Requirement:
If a line in the data below holds the word "library", copy it.

^^^^^^^^

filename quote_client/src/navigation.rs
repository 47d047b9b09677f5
//! Bottom-tab style navigation between the three screens.
use strum_macros::{Display, EnumIter, EnumString};

/// Named destinations of the navigation chrome.
#[derive(Debug, Clone, Copy, Default, PartialEq, Eq, Display, EnumString, EnumIter)]
#[strum(ascii_case_insensitive)]
pub enum Tab {
    /// Quote of the day.
    #[default]
    Home,
    /// Daily diary with happiness/productivity ratings.
    #[strum(to_string = "My Diary", serialize = "diary")]
    Diary,
    /// Profile form and image picker.
    Profile,
}

#[cfg(test)]
mod tests {
    use super::*;
    use strum::IntoEnumIterator;

    #[test]
    fn parses_names_case_insensitively() {
        assert_eq!("home".parse::<Tab>().unwrap(), Tab::Home);
        assert_eq!("DIARY".parse::<Tab>().unwrap(), Tab::Diary);
        assert_eq!("my diary".parse::<Tab>().unwrap(), Tab::Diary);
        assert_eq!("Profile".parse::<Tab>().unwrap(), Tab::Profile);
        assert!("settings".parse::<Tab>().is_err());
    }

    #[test]
    fn labels_match_the_tab_bar() {
        let labels: Vec<String> = Tab::iter().map(|t| t.to_string()).collect();
        assert_eq!(labels, vec!["Home", "My Diary", "Profile"]);
    }

    #[test]
    fn starts_on_home() {
        assert_eq!(Tab::default(), Tab::Home);
    }
}
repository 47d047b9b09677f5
//! Error types shared between client and server.
//!
//! The `QuoteError` enum unifies the failure cases of fetching, decoding and
//! serving quotes, as well as terminal I/O and channel plumbing, so every crate
//! in the workspace can propagate a single error type.
use std::io;

use thiserror::Error;

/// Unified error type shared by client and server.
#[derive(Error, Debug)]
pub enum QuoteError {
    /// I/O error originating from the standard library, sockets or files.
    #[error("I/O error: {0}")]
    Io(#[from] io::Error),

    /// Generic formatting/validation error with a human-readable message.
    #[error("Format error: {0}")]
    Format(String),

    /// Failure while encoding/decoding JSON via serde_json.
    #[error("JSON serialization/deserialization error: {0}")]
    SerdeJson(#[from] serde_json::Error),

    /// The HTTP request could not be built, sent or read.
    #[error("HTTP request failed: {0}")]
    Http(String),

    /// The quotes endpoint answered with a non-success status code.
    #[error("Unexpected HTTP status: {0}")]
    Status(u16),

    /// The quotes endpoint returned an empty list, so nothing can be selected.
    #[error("Quote list is empty")]
    EmptyQuoteList,

    /// A slider value outside of the accepted range.
    #[error("Rating {value} is out of range {min}..={max}")]
    InvalidRating {
        /// Rejected value.
        value: i64,
        /// Lowest accepted value.
        min: u8,
        /// Highest accepted value.
        max: u8,
    },

    /// Media library access was refused, the image picker cannot be used.
    #[error("Media library permission denied")]
    PermissionDenied,

    /// Crossbeam/channel receive failed (e.g., sender closed); contains a short context string.
    #[error("Channel receive failed: {0}")]
    ChannelRecv(String),
}
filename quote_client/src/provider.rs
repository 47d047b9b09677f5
//! Quote provider: turns a `QuoteSource` into outcomes the UI loop can apply.
//!
//! Every `initialize`/`refresh` spawns one worker thread that fetches the full list,
//! picks a random quote and reports a `FetchOutcome` over a crossbeam channel. The
//! provider stamps each request with a generation number; a new `refresh` makes every
//! older generation stale, so a slow response can never overwrite a newer one.
use std::sync::Arc;
use std::thread;

use crossbeam_channel::Sender;
use log::debug;
use quote_common::quote::select_random;
use quote_common::{Quote, Result};
use rand::Rng;

use crate::source::QuoteSource;

/// Monotonic request counter. `0` means nothing was requested yet.
pub type Generation = u64;

/// Result of one fetch, tagged with the request that produced it.
#[derive(Debug)]
pub struct FetchOutcome {
    /// Request generation this outcome answers.
    pub generation: Generation,
    /// The randomly selected quote, or why there is none.
    pub result: Result<Quote>,
}

/// Issues quote fetches and tracks which one is current.
pub struct QuoteProvider {
    source: Arc<dyn QuoteSource>,
    outcome_tx: Sender<FetchOutcome>,
    generation: Generation,
    initialized: bool,
}

impl QuoteProvider {
    /// Creates a provider reporting outcomes on `outcome_tx`. Nothing is fetched yet.
    pub fn new(source: Arc<dyn QuoteSource>, outcome_tx: Sender<FetchOutcome>) -> Self {
        Self {
            source,
            outcome_tx,
            generation: 0,
            initialized: false,
        }
    }

    /// Mount-time fetch. Only the first call fetches; later calls return `None`.
    pub fn initialize(&mut self) -> Option<Generation> {
        if self.initialized {
            debug!("Quote provider already initialized, skipping fetch");
            return None;
        }
        self.initialized = true;
        Some(self.refresh())
    }

    /// Starts a new fetch and makes all earlier requests stale.
    pub fn refresh(&mut self) -> Generation {
        self.generation += 1;
        let generation = self.generation;
        let source = Arc::clone(&self.source);
        let outcome_tx = self.outcome_tx.clone();

        debug!("Starting quote fetch, generation {}", generation);
        thread::spawn(move || {
            let result = fetch_random_quote(source.as_ref(), &mut rand::rng());
            if outcome_tx.send(FetchOutcome { generation, result }).is_err() {
                debug!("Outcome of generation {} dropped: UI loop is gone", generation);
            }
        });
        generation
    }

    /// Whether `outcome` answers the most recent request.
    pub fn is_current(&self, outcome: &FetchOutcome) -> bool {
        outcome.generation == self.generation
    }

    /// Generation of the most recent request.
    pub fn generation(&self) -> Generation {
        self.generation
    }
}

/// One fetch: GET the list, then pick one element uniformly at random.
pub fn fetch_random_quote<R: Rng + ?Sized>(source: &dyn QuoteSource, rng: &mut R) -> Result<Quote> {
    let quotes = source.fetch_quotes()?;
    select_random(&quotes, rng).cloned()
}

#[cfg(test)]
mod tests {
    use super::*;
    use crate::testing::{FailingSource, StaticSource, next_outcome, two_quotes};
    use crossbeam_channel::unbounded;
    use quote_common::QuoteError;
    use rand::SeedableRng;
    use rand::rngs::StdRng;
    use std::time::Duration;

    #[test]
    fn initialize_fetches_exactly_once() {
        let source = Arc::new(StaticSource::new(two_quotes()));
        let (tx, rx) = unbounded();
        let mut provider = QuoteProvider::new(source.clone(), tx);

        assert_eq!(provider.initialize(), Some(1));
        assert_eq!(provider.initialize(), None);
        assert_eq!(provider.initialize(), None);

        let outcome = next_outcome(&rx);
        assert_eq!(outcome.generation, 1);
        assert!(rx.recv_timeout(Duration::from_millis(200)).is_err());
        assert_eq!(source.calls(), 1);
    }

    #[test]
    fn refresh_issues_one_request_per_call() {
        let source = Arc::new(StaticSource::new(two_quotes()));
        let (tx, rx) = unbounded();
        let mut provider = QuoteProvider::new(source.clone(), tx);

        provider.initialize();
        provider.refresh();
        provider.refresh();

        let mut generations: Vec<_> = (0..3).map(|_| next_outcome(&rx).generation).collect();
        generations.sort();
        assert_eq!(generations, vec![1, 2, 3]);
        assert_eq!(source.calls(), 3);
    }

    #[test]
    fn only_the_latest_generation_is_current() {
        let (tx, rx) = unbounded();
        let mut provider = QuoteProvider::new(Arc::new(StaticSource::new(two_quotes())), tx);

        provider.refresh();
        provider.refresh();
        let first = next_outcome(&rx);
        let second = next_outcome(&rx);

        let (older, newer) = if first.generation < second.generation {
            (first, second)
        } else {
            (second, first)
        };
        assert!(!provider.is_current(&older));
        assert!(provider.is_current(&newer));
        assert_eq!(provider.generation(), 2);
    }

    #[test]
    fn fetched_quote_comes_from_the_list() {
        let source = StaticSource::new(two_quotes());
        for seed in 0..50 {
            let quote = fetch_random_quote(&source, &mut StdRng::seed_from_u64(seed)).unwrap();
            assert!(two_quotes().contains(&quote));
        }
    }

    #[test]
    fn empty_list_fails_the_fetch() {
        let source = StaticSource::new(Vec::new());
        let err = fetch_random_quote(&source, &mut StdRng::seed_from_u64(0)).unwrap_err();
        assert!(matches!(err, QuoteError::EmptyQuoteList));
    }

    #[test]
    fn source_failure_is_carried_in_the_outcome() {
        let (tx, rx) = unbounded();
        let mut provider = QuoteProvider::new(Arc::new(FailingSource), tx);

        provider.initialize();

        let outcome = next_outcome(&rx);
        assert!(matches!(outcome.result, Err(QuoteError::Http(_))));
    }
}
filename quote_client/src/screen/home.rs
//! Home screen: the quote of the day.
//!
//! The screen owns `selected`, the only piece of state the quote flow has. It is
//! replaced by accepted fetch outcomes and never touched by failed or stale ones.
use std::io::{self, Write};

use log::{debug, info, warn};
use quote_common::Quote;

use crate::provider::{FetchOutcome, QuoteProvider};
use crate::screen::Screen;

/// Label of the control requesting another quote.
pub const ANOTHER_QUOTE_LABEL: &str = "Show Me Another Quote!";

pub struct HomeScreen {
    provider: QuoteProvider,
    selected: Option<Quote>,
}

impl HomeScreen {
    pub fn new(provider: QuoteProvider) -> Self {
        Self {
            provider,
            selected: None,
        }
    }

    /// Issues the mount-time fetch. Re-mounting does not fetch again.
    pub fn mount(&mut self) {
        if let Some(generation) = self.provider.initialize() {
            info!("Home screen mounted, fetching first quote (generation {})", generation);
        }
    }

    /// Whether the "another quote" control is on screen.
    pub fn has_control(&self) -> bool {
        self.selected.is_some()
    }

    /// Handler of the "another quote" control.
    pub fn request_another(&mut self) {
        let generation = self.provider.refresh();
        debug!("Another quote requested (generation {})", generation);
    }

    /// Applies a fetch outcome. Returns `true` when the selected quote changed.
    ///
    /// Outcomes of superseded requests are dropped. Failures are logged and leave the
    /// current selection as it was; the user is not told.
    pub fn apply(&mut self, outcome: FetchOutcome) -> bool {
        if !self.provider.is_current(&outcome) {
            debug!(
                "Discarding quote of stale generation {} (current {})",
                outcome.generation,
                self.provider.generation()
            );
            return false;
        }
        match outcome.result {
            Ok(quote) => {
                debug!("Selected quote by {}", quote.author);
                self.selected = Some(quote);
                true
            }
            Err(e) => {
                warn!("Quote fetch (generation {}) failed: {}", outcome.generation, e);
                false
            }
        }
    }

    pub fn selected(&self) -> Option<&Quote> {
        self.selected.as_ref()
    }
}

impl Screen for HomeScreen {
    fn title(&self) -> &'static str {
        "Home"
    }

    fn render_body(&self, out: &mut dyn Write) -> io::Result<()> {
        if let Some(quote) = &self.selected {
            writeln!(out, "\"{}\"", quote.text)?;
            writeln!(out, "    - {}", quote.author)?;
            writeln!(out, "[ {} ]  (Enter or `next`)", ANOTHER_QUOTE_LABEL)?;
        }
        Ok(())
    }
}
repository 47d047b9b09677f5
//! Result type alias shared across the workspace.
//!
//! This module defines a convenient alias that defaults the error type to the
//! common `QuoteError`, so functions can simply return `Result<T>`.
use crate::error::QuoteError;

/// Workspace-wide `Result` alias with `QuoteError` as the default error.
pub type Result<T, E = QuoteError> = std::result::Result<T, E>;
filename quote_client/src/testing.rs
//! In-memory quote sources for unit tests.
use std::sync::atomic::{AtomicUsize, Ordering};
use std::time::Duration;

use crossbeam_channel::Receiver;
use quote_common::{Quote, QuoteError, QuoteList, Result};

use crate::provider::FetchOutcome;
use crate::source::QuoteSource;

/// Serves the same list on every call and counts the calls.
pub struct StaticSource {
    quotes: QuoteList,
    calls: AtomicUsize,
}

impl StaticSource {
    pub fn new(quotes: QuoteList) -> Self {
        Self {
            quotes,
            calls: AtomicUsize::new(0),
        }
    }

    pub fn calls(&self) -> usize {
        self.calls.load(Ordering::SeqCst)
    }
}

impl QuoteSource for StaticSource {
    fn fetch_quotes(&self) -> Result<QuoteList> {
        self.calls.fetch_add(1, Ordering::SeqCst);
        Ok(self.quotes.clone())
    }
}

/// Fails every call as an unreachable endpoint would.
pub struct FailingSource;

impl QuoteSource for FailingSource {
    fn fetch_quotes(&self) -> Result<QuoteList> {
        Err(QuoteError::Http("connection refused".to_string()))
    }
}

pub fn two_quotes() -> QuoteList {
    vec![Quote::new("A", "X"), Quote::new("B", "Y")]
}

pub fn next_outcome(rx: &Receiver<FetchOutcome>) -> FetchOutcome {
    rx.recv_timeout(Duration::from_secs(5))
        .expect("fetch outcome within 5s")
}
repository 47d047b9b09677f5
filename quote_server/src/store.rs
//! In-memory quote list served by the endpoint.
//!
//! The list is read once at startup and never changes afterwards, so handlers share
//! it through an `Arc` without locking.
use std::fs;
use std::path::Path;

use log::{info, warn};
use quote_common::quote::parse_quote_list;
use quote_common::{Quote, QuoteList, Result};

/// Quotes served when no file is given.
const BUILTIN_QUOTES: [(&str, &str); 3] = [
    ("The only way to do great work is to love what you do.", "Steve Jobs"),
    ("Be yourself; everyone else is already taken.", "Oscar Wilde"),
    ("It always seems impossible until it's done.", "Nelson Mandela"),
];

pub struct QuoteStore {
    quotes: QuoteList,
}

impl QuoteStore {
    pub fn from_quotes(quotes: QuoteList) -> Self {
        if quotes.is_empty() {
            warn!("Quote list is empty; clients will not be able to select a quote");
        }
        Self { quotes }
    }

    /// Loads and validates a JSON array of `{ "text", "author" }` objects.
    pub fn from_file(path: &Path) -> Result<Self> {
        let bytes = fs::read(path)?;
        let quotes = parse_quote_list(&bytes)?;
        info!("Loaded {} quotes from {}", quotes.len(), path.display());
        Ok(Self::from_quotes(quotes))
    }

    pub fn builtin() -> Self {
        let quotes = BUILTIN_QUOTES
            .iter()
            .map(|(text, author)| Quote::new(*text, *author))
            .collect();
        Self::from_quotes(quotes)
    }

    pub fn quotes(&self) -> &[Quote] {
        &self.quotes
    }
}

^^^^^^^^

Expected answer:
    /// I/O error originating from the standard library, sockets or files.
    /// Media library access was refused, the image picker cannot be used.
    #[error("Media library permission denied")]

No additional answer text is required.